Cidade de Deus is a rather gruesome, yet accurate portrayal of the favelas in Rio de Janeiro. These shanty neighborhoods housed thousands of migrants who had moved into the urban setting of Rio de Janeiro after 1940 [Pino]. People moved to the city in hopes of finding work, only to live lives that were marked by further poverty and governmental neglect. The film gives viewers a glimpse into this harsh reality of life from the perspective of Rocket, a child who grew up in the shanty, traumatized through the various actions of others around him. He narrates the movie, giving the audience glimpses into how the shanty lifestyle impacted not only his life, but the lives of his fellow playmates and neighbors. Due to the poverty-stricken lifestyle they have endured, the kids turn to a life of crime, robbing anyone from employed workers to places of business.
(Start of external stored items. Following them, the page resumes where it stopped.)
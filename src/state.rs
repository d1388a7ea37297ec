// src/state.rs
// Shared application state handed to every handler. Cheap to clone; all
// fields are Arcs over the real stores and services.

use std::sync::Arc;
use std::time::Duration;

use crate::agent::{AgentStore, InMemoryAgentStore};
use crate::auth::TokenStore;
use crate::chat::broadcast::SessionChannels;
use crate::chat::invoke::InvocationEngine;
use crate::chat::resolver::ConflictResolver;
use crate::chat::turn::TurnOrchestrator;
use crate::chat::{InMemoryMessageStore, InMemoryResolutionStore, MessageStore, ResolutionStore};
use crate::config::CONFIG;
use crate::provider::{ProviderRegistry, ResolveProvider};
use crate::session::{InMemorySessionStore, SessionStore};

#[derive(Clone)]
pub struct AppState {
    pub agents: Arc<dyn AgentStore>,
    pub sessions: Arc<dyn SessionStore>,
    pub messages: Arc<dyn MessageStore>,
    pub resolutions: Arc<dyn ResolutionStore>,
    pub registry: Arc<ProviderRegistry>,
    pub channels: Arc<SessionChannels>,
    pub tokens: Arc<TokenStore>,
    pub orchestrator: Arc<TurnOrchestrator>,
}

impl AppState {
    /// Wires the full service graph from CONFIG.
    pub fn assemble() -> Self {
        let registry = Arc::new(ProviderRegistry::new());
        let resolver: Arc<dyn ResolveProvider> = registry.clone();
        Self::with_resolver(resolver, registry)
    }

    /// Assembly with an injected provider resolver, the seam tests use to
    /// substitute scripted providers.
    pub fn with_resolver(
        resolver: Arc<dyn ResolveProvider>,
        registry: Arc<ProviderRegistry>,
    ) -> Self {
        let agents: Arc<dyn AgentStore> = Arc::new(InMemoryAgentStore::new());
        let sessions: Arc<dyn SessionStore> = Arc::new(InMemorySessionStore::new());
        let messages: Arc<dyn MessageStore> = Arc::new(InMemoryMessageStore::new());
        let resolutions: Arc<dyn ResolutionStore> = Arc::new(InMemoryResolutionStore::new());
        let channels = Arc::new(SessionChannels::new());

        let engine = InvocationEngine::new(
            resolver.clone(),
            CONFIG.max_concurrent_generations,
            Duration::from_secs(CONFIG.invocation_timeout_secs),
        );
        let conflict = ConflictResolver::new(
            resolver,
            CONFIG.scoring_provider.clone(),
            CONFIG.scoring_model.clone(),
            CONFIG.max_concurrent_scoring,
            Duration::from_secs(CONFIG.scoring_timeout_secs),
        );
        let orchestrator = Arc::new(TurnOrchestrator::new(
            sessions.clone(),
            agents.clone(),
            messages.clone(),
            resolutions.clone(),
            engine,
            conflict,
            channels.clone(),
            CONFIG.history_limit,
        ));

        Self {
            agents,
            sessions,
            messages,
            resolutions,
            registry,
            channels,
            tokens: Arc::new(TokenStore::new()),
            orchestrator,
        }
    }
}
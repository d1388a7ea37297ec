// src/auth/mod.rs
// Opaque bearer tokens mapped to user ids. Tokens double as the WebSocket
// query-parameter credential, where the Authorization header is unavailable.

use std::collections::HashMap;
use std::sync::Mutex;

use uuid::Uuid;

#[derive(Default)]
pub struct TokenStore {
    tokens: Mutex<HashMap<String, Uuid>>,
}

impl TokenStore {
    pub fn new() -> Self {
        Self::default()
    }

    /// Issues a fresh token for the user. Repeated calls issue independent
    /// tokens; none invalidates the others.
    pub fn issue(&self, user_id: Uuid) -> String {
        let token = Uuid::new_v4().to_string();
        self.tokens.lock().unwrap().insert(token.clone(), user_id);
        token
    }

    pub fn verify(&self, token: &str) -> Option<Uuid> {
        self.tokens.lock().unwrap().get(token).copied()
    }
}

#[cfg(test)]
mod tests {
    use super::*;

    #[test]
    fn issued_tokens_verify_to_their_user() {
        let store = TokenStore::new();
        let user = Uuid::new_v4();
        let token = store.issue(user);

        assert_eq!(store.verify(&token), Some(user));
        assert_eq!(store.verify("bogus"), None);
    }

    #[test]
    fn multiple_tokens_per_user_coexist() {
        let store = TokenStore::new();
        let user = Uuid::new_v4();
        let first = store.issue(user);
        let second = store.issue(user);

        assert_ne!(first, second);
        assert_eq!(store.verify(&first), Some(user));
        assert_eq!(store.verify(&second), Some(user));
    }
}
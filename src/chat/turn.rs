// src/chat/turn.rs
// Turn orchestrator: the single pipeline a user message flows through.
// Persist, broadcast, fan out to the placed agents, persist and broadcast
// the replies, then resolve if more than one agent answered.

use std::sync::Arc;

use serde_json::{json, Value};
use tracing::{debug, info};
use uuid::Uuid;

use crate::agent::{AgentConfig, AgentStore};
use crate::chat::broadcast::{SessionChannels, SessionEvent};
use crate::chat::invoke::InvocationEngine;
use crate::chat::resolver::{Candidate, ConflictResolver};
use crate::chat::{ConflictResolution, Message, MessageStore, ResolutionStore, ScoredAlternative, SenderKind};
use crate::error::TurnError;
use crate::session::{SessionAgent, SessionStore};

/// Pipeline stages, in order. Failed is terminal from any stage.
#[derive(Debug, Clone, Copy, PartialEq, Eq)]
pub enum TurnState {
    Received,
    Persisted,
    Dispatched,
    Collected,
    Resolved,
    Broadcast,
    Done,
    Failed,
}

/// Everything one turn produced.
pub struct TurnOutcome {
    pub user_message: Message,
    pub agent_messages: Vec<Message>,
    pub resolution: Option<ConflictResolution>,
}

pub struct TurnOrchestrator {
    sessions: Arc<dyn SessionStore>,
    agents: Arc<dyn AgentStore>,
    messages: Arc<dyn MessageStore>,
    resolutions: Arc<dyn ResolutionStore>,
    engine: InvocationEngine,
    resolver: ConflictResolver,
    channels: Arc<SessionChannels>,
    history_limit: usize,
}

impl TurnOrchestrator {
    #[allow(clippy::too_many_arguments)]
    pub fn new(
        sessions: Arc<dyn SessionStore>,
        agents: Arc<dyn AgentStore>,
        messages: Arc<dyn MessageStore>,
        resolutions: Arc<dyn ResolutionStore>,
        engine: InvocationEngine,
        resolver: ConflictResolver,
        channels: Arc<SessionChannels>,
        history_limit: usize,
    ) -> Self {
        Self {
            sessions,
            agents,
            messages,
            resolutions,
            engine,
            resolver,
            channels,
            history_limit,
        }
    }

    /// Runs one full turn. The user message is persisted before any agent
    /// runs, so even a turn where every agent fails loses no input.
    pub async fn run_turn(
        &self,
        user_id: Uuid,
        session_id: Uuid,
        content: String,
        metadata: Option<Value>,
    ) -> Result<TurnOutcome, TurnError> {
        let mut state = TurnState::Received;
        debug!("Turn {:?} for session {}", state, session_id);

        let session = self.sessions.get(session_id).ok_or(TurnError::SessionNotFound)?;
        if session.user_id != user_id {
            return Err(TurnError::NotOwned);
        }

        let user_message =
            self.messages
                .append(session_id, SenderKind::User, None, content, metadata);
        self.channels.publish(
            session_id,
            SessionEvent::Message { data: user_message.clone() },
        );
        state = TurnState::Persisted;
        debug!("Turn {:?}", state);

        let roster = self.roster(session_id, user_id);
        if roster.is_empty() {
            debug!("Session {} has no invocable agents; turn ends after the user message", session_id);
            return Ok(TurnOutcome {
                user_message,
                agent_messages: Vec::new(),
                resolution: None,
            });
        }

        state = TurnState::Dispatched;
        debug!("Turn {:?}: {} agents", state, roster.len());

        let history = self.messages.recent(session_id, self.history_limit);
        let results = self.engine.invoke_all(&roster, &history).await;

        let attempted = results.len();
        state = TurnState::Collected;
        debug!("Turn {:?}: {} results", state, attempted);

        let mut agent_messages = Vec::new();
        let mut candidates = Vec::new();
        for result in results {
            let text = match result.outcome {
                Ok(text) => text,
                Err(_) => continue,
            };
            let message = self.messages.append(
                session_id,
                SenderKind::Agent,
                Some(result.agent_id),
                text.clone(),
                Some(json!({
                    "agent_name": result.agent_name,
                    "latency_ms": result.latency.as_millis() as u64,
                })),
            );
            self.channels.publish(
                session_id,
                SessionEvent::Message { data: message.clone() },
            );
            candidates.push(Candidate {
                message_id: message.id,
                agent_id: result.agent_id,
                agent_name: result.agent_name,
                text,
                arrival: result.arrival,
            });
            agent_messages.push(message);
        }

        if agent_messages.is_empty() {
            debug!("Turn {:?}: every agent failed", TurnState::Failed);
            return Err(TurnError::AllAgentsFailed(attempted));
        }

        let resolution = match self.resolver.resolve(candidates).await {
            Some(outcome) => {
                let record = ConflictResolution {
                    id: Uuid::new_v4(),
                    session_id,
                    winner_message_id: outcome.winner.candidate.message_id,
                    winner_agent_id: outcome.winner.candidate.agent_id,
                    winner_score: outcome.winner.score,
                    alternatives: outcome
                        .alternatives
                        .iter()
                        .map(|alt| ScoredAlternative {
                            message_id: alt.candidate.message_id,
                            agent_id: alt.candidate.agent_id,
                            score: alt.score,
                        })
                        .collect(),
                    rationale: outcome.rationale,
                    created_at: chrono::Utc::now(),
                };
                self.resolutions.append(record.clone());
                self.channels.publish(
                    session_id,
                    SessionEvent::ConflictResolution { data: record.clone() },
                );
                Some(record)
            }
            None => None,
        };
        state = TurnState::Resolved;
        debug!("Turn {:?}", state);

        state = TurnState::Done;
        info!(
            "Turn {:?}: {} replies, resolution: {}",
            state,
            agent_messages.len(),
            resolution.is_some()
        );

        Ok(TurnOutcome {
            user_message,
            agent_messages,
            resolution,
        })
    }

    /// Verifies ownership of a session without running a turn.
    pub fn authorize(&self, user_id: Uuid, session_id: Uuid) -> Result<(), TurnError> {
        let session = self.sessions.get(session_id).ok_or(TurnError::SessionNotFound)?;
        if session.user_id != user_id {
            return Err(TurnError::NotOwned);
        }
        Ok(())
    }

    /// Resolves placements to invocable agent configs. Placements whose
    /// agent was deleted or is no longer visible to the user are skipped.
    fn roster(&self, session_id: Uuid, user_id: Uuid) -> Vec<(AgentConfig, SessionAgent)> {
        self.sessions
            .agents(session_id)
            .into_iter()
            .filter_map(|placement| {
                self.agents
                    .visible_to(placement.agent_id, user_id)
                    .map(|config| (config, placement))
            })
            .collect()
    }
}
“What this film does address is the way in which the lives of the subaltern classes are manipulated by the mediatic. governmental and law-enforcing powers within society” [Hart, 204]. The film shows the police {“law-enforcing powers”} manipulating the people through false accusations (when they arrest anyone they believe might have been responsible for the hotel massacre) and through illegal gun-trade (they provide the weapons to the gangs for their own profit). The police don’t do much to stop the gang wars, they are uninvolved until the media begins to showcase the crime and murders taking place in the “City of God” [Hart, 206]. This is very reflective of the opening statement of this paragraph. The favelas seem to matter little to the government, and the people who live there seem to matter even less. Evidenced in the film, the people who dwell in City of God, and other real-life shanty-towns are quickly dismissed by the authorities and governmental heads. Their property and rights are not respected, and if the government deems it so, they are destroyed without any regard to how it affects those who live there [Pino, 27-28]. Because of the lack of wealth and status, and the lack of demand for these skilled workers, they are quickly written off.
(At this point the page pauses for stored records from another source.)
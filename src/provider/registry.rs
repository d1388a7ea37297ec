// src/provider/registry.rs
// Flat registry over the fixed vendor enumeration. Selection happens here,
// once, by id; callers only ever hold `Arc<dyn ModelProvider>`.

use std::sync::Arc;

use tracing::debug;

use super::claude::ClaudeProvider;
use super::gemini::GeminiProvider;
use super::huggingface::HuggingfaceProvider;
use super::openai_compat::{CompatVendor, OpenAiCompatProvider};
use super::{ModelInfo, ModelProvider};
use crate::error::ProviderError;

/// Every supported provider id, in enumeration order.
pub const SUPPORTED_PROVIDERS: &[&str] = &[
    "gemini",
    "openai",
    "claude",
    "mistral",
    "deepseek",
    "grok",
    "huggingface",
    "openrouter",
    "perplexity",
];

/// Adapter resolution seam. The invocation engine and conflict resolver
/// depend on this trait so tests can substitute scripted providers.
pub trait ResolveProvider: Send + Sync {
    fn resolve(
        &self,
        provider: &str,
        api_key: Option<String>,
        model: Option<String>,
    ) -> Result<Arc<dyn ModelProvider>, ProviderError>;
}

#[derive(Debug, Clone, Default)]
pub struct ProviderRegistry;

impl ProviderRegistry {
    pub fn new() -> Self {
        Self
    }

    /// Whether an id names a supported provider, without constructing an
    /// adapter. Used to validate agent configurations up front.
    pub fn is_supported(&self, provider: &str) -> bool {
        let id = provider.trim().to_lowercase();
        id == "mistralai" || SUPPORTED_PROVIDERS.contains(&id.as_str())
    }

    /// The zero-config model: gemini with environment credentials.
    pub fn default_provider(&self) -> Result<Arc<dyn ModelProvider>, ProviderError> {
        self.resolve("gemini", None, None)
    }

    /// Best-effort enumeration of every provider constructible from the
    /// environment. Providers with absent credentials are silently skipped;
    /// this never fails.
    pub fn list_models(&self) -> Vec<ModelInfo> {
        let mut models = Vec::new();
        for id in SUPPORTED_PROVIDERS {
            match self.resolve(id, None, None) {
                Ok(provider) => models.push(provider.info()),
                Err(err) => debug!("Skipping provider '{}' in listing: {}", id, err),
            }
        }
        models
    }
}

impl ResolveProvider for ProviderRegistry {
    fn resolve(
        &self,
        provider: &str,
        api_key: Option<String>,
        model: Option<String>,
    ) -> Result<Arc<dyn ModelProvider>, ProviderError> {
        let id = provider.trim().to_lowercase();

        let adapter: Arc<dyn ModelProvider> = match id.as_str() {
            "gemini" => Arc::new(GeminiProvider::new(api_key, model)?),
            "claude" => Arc::new(ClaudeProvider::new(api_key, model)?),
            "openai" => Arc::new(OpenAiCompatProvider::new(CompatVendor::OpenAi, api_key, model)?),
            "mistral" | "mistralai" => {
                Arc::new(OpenAiCompatProvider::new(CompatVendor::Mistral, api_key, model)?)
            }
            "deepseek" => {
                Arc::new(OpenAiCompatProvider::new(CompatVendor::DeepSeek, api_key, model)?)
            }
            "grok" => Arc::new(OpenAiCompatProvider::new(CompatVendor::Grok, api_key, model)?),
            "openrouter" => {
                Arc::new(OpenAiCompatProvider::new(CompatVendor::OpenRouter, api_key, model)?)
            }
            "perplexity" => {
                Arc::new(OpenAiCompatProvider::new(CompatVendor::Perplexity, api_key, model)?)
            }
            "huggingface" => Arc::new(HuggingfaceProvider::new(api_key, model)?),
            _ => return Err(ProviderError::UnsupportedProvider(provider.to_string())),
        };

        Ok(adapter)
    }
}
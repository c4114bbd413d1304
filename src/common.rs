//! Common types shared by the board, the targeting engine and the battle
//! driver: coordinates, cell states, shot outcomes and board errors.

use crate::bitboard::BitBoardError;
use crate::ship::ShipType;

/// Grid coordinate as `(row, col)`.
pub type Coord = (usize, usize);

/// Contents of a single grid cell.
#[derive(Debug, Clone, Copy, PartialEq, Eq)]
pub enum Cell {
    /// Open water, not fired upon.
    Empty,
    /// Occupied by a ship, not fired upon.
    Ship,
    /// Occupied and fired upon.
    Hit,
    /// Open water that has been fired upon.
    Miss,
}

/// Result of resolving a single shot.
#[derive(Debug, Clone, Copy, PartialEq, Eq)]
pub enum ShotOutcome {
    Miss,
    /// Struck a ship that still has intact sections.
    Hit,
    /// Struck the last intact section of a ship.
    Sunk(ShipType),
}

impl ShotOutcome {
    /// `true` for both `Hit` and `Sunk`.
    pub fn is_hit(&self) -> bool {
        !matches!(self, ShotOutcome::Miss)
    }
}

/// Errors returned by Board operations.
#[derive(Debug, Clone, Copy, PartialEq, Eq)]
pub enum BoardError {
    /// Underlying bitboard error (coordinate off the grid).
    BitBoardError(BitBoardError),
    /// Ship would extend past the edge of the grid.
    ShipOutOfBounds,
    /// Ship placement overlaps another ship.
    ShipOverlaps,
    /// A ship of this kind is already on the board.
    ShipAlreadyPlaced,
    /// The cell has already been fired upon.
    AlreadyFired,
    /// Random placement could not seat the named ship.
    PlacementExhausted { ship: &'static str },
    /// A ship cell was hit but no ship record covers it.
    UnknownShipHit,
}

impl BoardError {
    /// Out-of-bounds and overlapping placements are both invalid placements.
    pub fn is_invalid_placement(&self) -> bool {
        matches!(self, BoardError::ShipOutOfBounds | BoardError::ShipOverlaps)
    }
}

impl From<BitBoardError> for BoardError {
    fn from(err: BitBoardError) -> Self {
        BoardError::BitBoardError(err)
    }
}

impl core::fmt::Display for BoardError {
    fn fmt(&self, f: &mut core::fmt::Formatter<'_>) -> core::fmt::Result {
        match self {
            BoardError::BitBoardError(e) => write!(f, "BitBoard error: {}", e),
            BoardError::ShipOutOfBounds => write!(f, "Ship placement is out of bounds"),
            BoardError::ShipOverlaps => write!(f, "Ship placement overlaps with another ship"),
            BoardError::ShipAlreadyPlaced => write!(f, "Ship is already placed on the board"),
            BoardError::AlreadyFired => write!(f, "Cell has already been fired upon"),
            BoardError::PlacementExhausted { ship } => {
                write!(f, "Unable to find a free position for the {}", ship)
            }
            BoardError::UnknownShipHit => write!(f, "Hit cell does not belong to any ship"),
        }
    }
}

#[cfg(feature = "std")]
impl std::error::Error for BoardError {}
use crate::ship::ShipType;

pub const BOARD_SIZE: usize = 10;
pub const NUM_SHIPS: usize = 5;
pub const FLEET: [ShipType; NUM_SHIPS] = [
    ShipType::new("quinquereme", "Quinquereme", 5),
    ShipType::new("roman_trireme", "Roman Trireme", 4),
    ShipType::new("greek_trireme", "Greek Trireme", 3),
    ShipType::new("bireme", "Bireme", 3),
    ShipType::new("scout_galley", "Scout Galley", 2),
];

/// Total number of ship sections in the standard fleet.
pub const TOTAL_SHIP_CELLS: usize = 5 + 4 + 3 + 3 + 2;

/// Random origin/orientation draws per ship before random placement gives up.
pub const PLACEMENT_ATTEMPTS: usize = 500;

/// Look up a fleet entry by its id.
pub fn ship_type_by_id(id: &str) -> Option<ShipType> {
    FLEET.iter().copied().find(|s| s.id() == id)
}

/// Opponent strength, fixed for the lifetime of a battle.
#[derive(Debug, Clone, Copy, PartialEq, Eq, Hash)]
#[cfg_attr(feature = "std", derive(serde::Serialize))]
#[cfg_attr(feature = "std", serde(rename_all = "lowercase"))]
pub enum Difficulty {
    /// Uniform random fire.
    Easy,
    /// Random fire, then works through the neighbours of each hit in order.
    Medium,
    /// Hunt/target with a shuffled LIFO stack.
    Hard,
    /// Hunt/target with checkerboard scanning while hunting.
    Expert,
}

impl Difficulty {
    pub const ALL: [Difficulty; 4] = [
        Difficulty::Easy,
        Difficulty::Medium,
        Difficulty::Hard,
        Difficulty::Expert,
    ];

    pub fn label(&self) -> &'static str {
        match self {
            Difficulty::Easy => "Easy",
            Difficulty::Medium => "Medium",
            Difficulty::Hard => "Hard",
            Difficulty::Expert => "Expert",
        }
    }
}

impl core::fmt::Display for Difficulty {
    fn fmt(&self, f: &mut core::fmt::Formatter<'_>) -> core::fmt::Result {
        f.write_str(self.label())
    }
}

/// The two navies. Rome always strikes first.
#[derive(Debug, Clone, Copy, PartialEq, Eq, Hash)]
#[cfg_attr(feature = "std", derive(serde::Serialize))]
#[cfg_attr(feature = "std", serde(rename_all = "lowercase"))]
pub enum Faction {
    Rome,
    Greece,
}

impl Faction {
    pub fn opponent(self) -> Self {
        match self {
            Faction::Rome => Faction::Greece,
            Faction::Greece => Faction::Rome,
        }
    }

    pub fn strikes_first(self) -> bool {
        self == Faction::Rome
    }

    pub fn name(&self) -> &'static str {
        match self {
            Faction::Rome => "Rome",
            Faction::Greece => "Greece",
        }
    }
}
#![cfg(feature = "std")]

use std::env;

use log::{LevelFilter, Metadata, Record};

/// Environment variable holding the log level (`error` .. `trace`, or `off`).
pub const LOG_ENV: &str = "NAVAL_WAR_LOG";

struct StderrLogger;

impl log::Log for StderrLogger {
    fn enabled(&self, metadata: &Metadata) -> bool {
        metadata.level() <= log::max_level()
    }

    fn log(&self, record: &Record) {
        if self.enabled(record.metadata()) {
            eprintln!("{:<5} {} - {}", record.level(), record.target(), record.args());
        }
    }

    fn flush(&self) {}
}

static LOGGER: StderrLogger = StderrLogger;

/// Parse a level name, falling back to `info` for anything unrecognised.
pub fn level_from(value: Option<&str>) -> LevelFilter {
    value
        .and_then(|lvl| lvl.trim().parse().ok())
        .unwrap_or(LevelFilter::Info)
}

/// Initialize logging with a level taken from [`LOG_ENV`]. Logs go to stderr
/// so they never interleave with the board printed on stdout. Calling this
/// more than once is harmless.
pub fn init_logging() {
    let level = level_from(env::var(LOG_ENV).ok().as_deref());
    let _ = log::set_logger(&LOGGER).map(|()| log::set_max_level(level));
}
Life in the favelas seemed to be depicted as a dog-eat-dog world. Whoever controlled the favela and those who lived there, was seen as the most powerful and respected through intimidation. People, like Lil ‘Ze’ are incessantly killing others in order to seek domination of the favela [Hart, 209]. This lifestyle is indicative of the circumstances many endured growing up, providing for themselves through any means necessary with a total disregard for human life. Those who did not succumb to this harsh life-style in the favelas were often low-paid workers, with men working in the field of industrial means and women laboring in domesticated positions [Pino]. Even though these workers held steady positions, they were often underpaid and their income provided little to help in way of housing and necessities. Growing up in the favelas proved to be trying for most of the individuals there, with few, like Rocket, finding any means of escape.